Para a mesa de convívio eram convocadas ilustres figuras de homens de letras com quem Pina Martins havia trocado leituras e formado a consciência dos longos tempos de cultura. A cada passo de uma conversação (em cadeia de memórias inesgotáveis) surgiam os nomes de grandes leitores como Marcel Bataillon e Eugenio Asensio, mas também grandes exegetas como Paul Vicaire, Henri de Lubac, Eugenio Garin, Germain Marc’hadour, Jean Claude Margolin e tantos outros que nos corredores da Universidade como Rebelo Gonçalves, Jacinto do Prado Coelho, L. F. Lindley Cintra e das salas das Academias ou dos passeios pelos livreiros-antiquários lhe serviam de interlocutores.

J. V. Pina Martins
(1920-2010)
Penalva de Alva
Cortesia de academiadascienciasdelisboa

Cada livro da biblioteca de J. V. Pina Martins era habitado por textos vivos e declaravam a sua história. Como grande leitor que era, colocou-se ao nível de outras figuras cimeiras que, pela leitura, contribuíram para nos restituir uma memória comum, na sua largueza e plenitude. Se Jorge Luis Borges escreveu que preferia ser recordado como leitor a ser tido como escritor, Pina Martins, pela exactidão e pelo enlevo com que recordava as suas leituras, que citava de cor e reconstituía em pormenor de página de uma edição relevante, responde, em bastantes dos seus traços, a essa personagem que Borges, em registo especular, retratou como «Funes, el Memorioso»: sabia sempre a hora exacta, como o «cronométrico Funes»; como ele, familiarizou-se depressa com os textos clássicos e, como ele, mantinha a memória deles, no caso de Funes, a Naturalis Historia é uma sinédoque pela vastidão que encerra e deles fazia motivo de partilha. Se nos vem à lembrança Ireneo Funes, sem qualquer outra intencionalidade que não seja a de sublinhar o prodígio de memória que era e o seu amor pelos clássicos, fica-nos também o contraste com ele, através da outra realidade de quem já fez entrar na eternidade os atributos antigos, continuando a olhar-nos com a serenidade aprendida nos clássicos e com a qual sempre nos olhou.

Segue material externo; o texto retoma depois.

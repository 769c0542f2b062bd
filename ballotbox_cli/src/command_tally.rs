use crate::rest::Rest;
use crate::CliError;

pub fn command_tally(matches: &clap::ArgMatches, uri: &str) -> Result<(), CliError> {
    let poll_id = crate::id_arg(matches, "POLL-ID")?;
    let admin = crate::required(matches, "admin")?;

    let (report, message) = Rest::new(uri).tally(poll_id, admin, matches.value_of("label"))?;

    if matches.is_present("json") {
        println!("{}", serde_json::to_string_pretty(&report)?);
        return Ok(());
    }

    println!("{}", message);
    for (contestant_id, count) in &report.tally {
        println!("contestant {}: {}", contestant_id, count);
    }
    for vote in report.decrypted_votes.iter().filter(|v| !v.is_success()) {
        eprintln!(
            "vote {} from {}: {}",
            vote.id,
            vote.voter_address,
            vote.decryption_error.as_deref().unwrap_or_default()
        );
    }

    Ok(())
}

Cortesia de culturaclassica

Seleccionando testemunhos da memória da cultura, ao longo da sua vida, Pina Martins habituou-se aos melhores autores e aos seus textos, leu com a profundidade de quem sintoniza com eles, os coloca no ambiente cultural que os trouxe até nós, os acolhe no vigor da sua representatividade e procura a sua integração na memória de tempos passados para a memória dos tempos futuros. Fez do livro instância maior de relações humanas – intensas e calorosas. Fez da leitura partilhada o melhor modo de construir um universo de cultura. Fica como luzeiro a iluminar caminhos. À Academia das Ciências entregou ele, certo dia, um incunábulo do De civitate Dei, de Santo Agostinho, em edição veneziana de 1475: fê-lo declaradamente para completar um elenco de cem incunábulos, número que queria fosse simbólico do interesse desta Casa pela cultura do livro e dos velhos autores, iniciado por outras figuras luminosas como Fr. Manuel do Cenáculo. Com mágoa sentiu depois que o incunábulo ficara esquecido e clamava pela sua companhia. Honrar-nos-emos a nós se tivermos em conta o seu reparo como lição que é e assim deve ser tomada. In Aires Nascimento, Comunicação apresentada à Classe de Letras na sessão de 21 de Janeiro de 2010.